Navigation: Realtest Script Language > Syntax Element Details >







General-Purpose Functions


Evaluates an expression for each currently open position and returns the sum of the values




This is a specialized function meant to be used in entry-related formulas that need to know how many positions are open or will still be open after tomorrow's exits.

Referring to PositionSum(1) is equivalent to referring to S.Positions in that context.

Assuming a strategy uses ExitRule: my_rule where my_rule is an exit condition formula, and does exits at the next open (the default), PositionSum(Not(my_rule)) can be used to count the number of positions that will be open after tomorrow morning's exits but before any new entries. This kind of logic may be necessary when using a TestScan to produce a list of daily orders for the kind of strategy where you only want to use available position slots with no extra entry orders.

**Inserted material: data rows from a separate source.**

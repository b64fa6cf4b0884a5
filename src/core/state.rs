//! Persisted application settings
//!
//! Stored as JSON at `<data dir>/MP3 Album Merger/settings.json`. A missing or
//! unreadable file yields the defaults; command-line flags override whatever
//! was loaded.

use serde::{Deserialize, Serialize};
use std::path::{Path, PathBuf};

use super::{GroupingMode, ScanOptions};
use crate::audio::AudioFormat;

fn default_bitrate() -> u32 {
    192
}

fn default_opus_bitrate() -> u32 {
    128
}

fn default_compression_level() -> u8 {
    5
}

fn default_parallel_jobs() -> usize {
    1
}

fn default_tolerance_ms() -> u64 {
    50
}

fn default_true() -> bool {
    true
}

/// Application-wide settings
#[derive(Debug, Clone, PartialEq, Serialize, Deserialize)]
pub struct Settings {
    #[serde(default)]
    pub grouping_mode: GroupingMode,
    #[serde(default)]
    pub output_format: AudioFormat,
    /// Force re-encoding at this bitrate. None copies MP3 streams when possible.
    #[serde(default)]
    pub bitrate_kbps: Option<u32>,
    /// MP3 bitrate used when re-encoding is required
    #[serde(default = "default_bitrate")]
    pub default_bitrate_kbps: u32,
    #[serde(default = "default_opus_bitrate")]
    pub opus_bitrate_kbps: u32,
    /// FLAC compression level, 0 (fastest) to 8 (smallest)
    #[serde(default = "default_compression_level")]
    pub flac_compression_level: u8,
    #[serde(default = "default_parallel_jobs")]
    pub max_parallel_jobs: usize,
    /// Allowed drift between chapter table and measured output length
    #[serde(default = "default_tolerance_ms")]
    pub chapter_tolerance_ms: u64,
    #[serde(default)]
    pub ffmpeg_path: Option<PathBuf>,
    #[serde(default = "default_true")]
    pub skip_hidden: bool,
    #[serde(default = "default_true")]
    pub skip_merged_outputs: bool,
    #[serde(default = "default_true")]
    pub follow_links: bool,
    #[serde(default)]
    pub max_depth: Option<usize>,
}

impl Default for Settings {
    fn default() -> Self {
        Self {
            grouping_mode: GroupingMode::default(),
            output_format: AudioFormat::default(),
            bitrate_kbps: None,
            default_bitrate_kbps: default_bitrate(),
            opus_bitrate_kbps: default_opus_bitrate(),
            flac_compression_level: default_compression_level(),
            max_parallel_jobs: default_parallel_jobs(),
            chapter_tolerance_ms: default_tolerance_ms(),
            ffmpeg_path: None,
            skip_hidden: true,
            skip_merged_outputs: true,
            follow_links: true,
            max_depth: None,
        }
    }
}

impl Settings {
    const SETTINGS_FILE: &'static str = "settings.json";

    /// Get the app data directory (~/Library/Application Support/MP3 Album Merger/ on macOS)
    fn get_app_data_dir() -> Result<PathBuf, String> {
        let data_dir =
            dirs::data_dir().ok_or_else(|| "Could not determine data directory".to_string())?;
        Ok(data_dir.join("MP3 Album Merger"))
    }

    /// Location of the settings file
    pub fn path() -> Result<PathBuf, String> {
        Ok(Self::get_app_data_dir()?.join(Self::SETTINGS_FILE))
    }

    /// Load settings from disk, or return defaults if not found
    pub fn load() -> Self {
        match Self::path().and_then(|path| Self::load_from(&path)) {
            Ok(settings) => {
                log::debug!("Loaded settings from disk");
                settings
            }
            Err(e) => {
                log::debug!("Using default settings: {}", e);
                Self::default()
            }
        }
    }

    pub fn load_from(path: &Path) -> Result<Self, String> {
        if !path.exists() {
            return Err("Settings file not found".to_string());
        }

        let contents = std::fs::read_to_string(path)
            .map_err(|e| format!("Failed to read settings: {}", e))?;

        serde_json::from_str(&contents).map_err(|e| format!("Failed to parse settings: {}", e))
    }

    /// Save settings to the default location
    pub fn save(&self) -> Result<PathBuf, String> {
        let path = Self::path()?;
        self.save_to(&path)?;
        Ok(path)
    }

    pub fn save_to(&self, path: &Path) -> Result<(), String> {
        if let Some(dir) = path.parent() {
            std::fs::create_dir_all(dir)
                .map_err(|e| format!("Failed to create settings directory: {}", e))?;
        }

        let json = serde_json::to_string_pretty(self)
            .map_err(|e| format!("Failed to serialize settings: {}", e))?;

        std::fs::write(path, json).map_err(|e| format!("Failed to write settings: {}", e))?;

        log::debug!("Saved settings to {:?}", path);
        Ok(())
    }

    pub fn scan_options(&self) -> ScanOptions {
        ScanOptions {
            skip_hidden: self.skip_hidden,
            skip_merged_outputs: self.skip_merged_outputs,
            follow_links: self.follow_links,
            max_depth: self.max_depth,
        }
    }

    /// Worker count for a batch, never zero
    pub fn parallel_jobs(&self) -> usize {
        self.max_parallel_jobs.max(1)
    }
}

Other than the above example, in most use cases it is not necessary to deliberately calculate how many position slots will be available after tomorrow's exits. RealTest handles this automatically in both backtests and automatic order list generation (TestOutput: Orders). In these more typical scenarios, S.Positions, PositionSum(1), and PositionSum(Not(my_rule)) will all return the same value.

Another possible use of PositionSum would be to calculate your own statistics about currently open positions, e.g. PositionSum(Shares * (C - FillPrice)) would (assuming a long position) tell you the current net mark-to-market value of your open positions (equivalent to S.M2M).

One more use of PositionSum might be to count how many other positions have the same characteristic (e.g. economic sector or industry) as the current one. For this purpose use the This function, e.g. PositionSum(Top(InfoTRBC,2) = This(Top(InfoTRBC,2))).

Note that PositionSum cannot be used to refer to past positions in a strategy. It only has access to positions open on the current date in the test. Therefore PositionSum(expression)[offset] will probably not have meaningful results.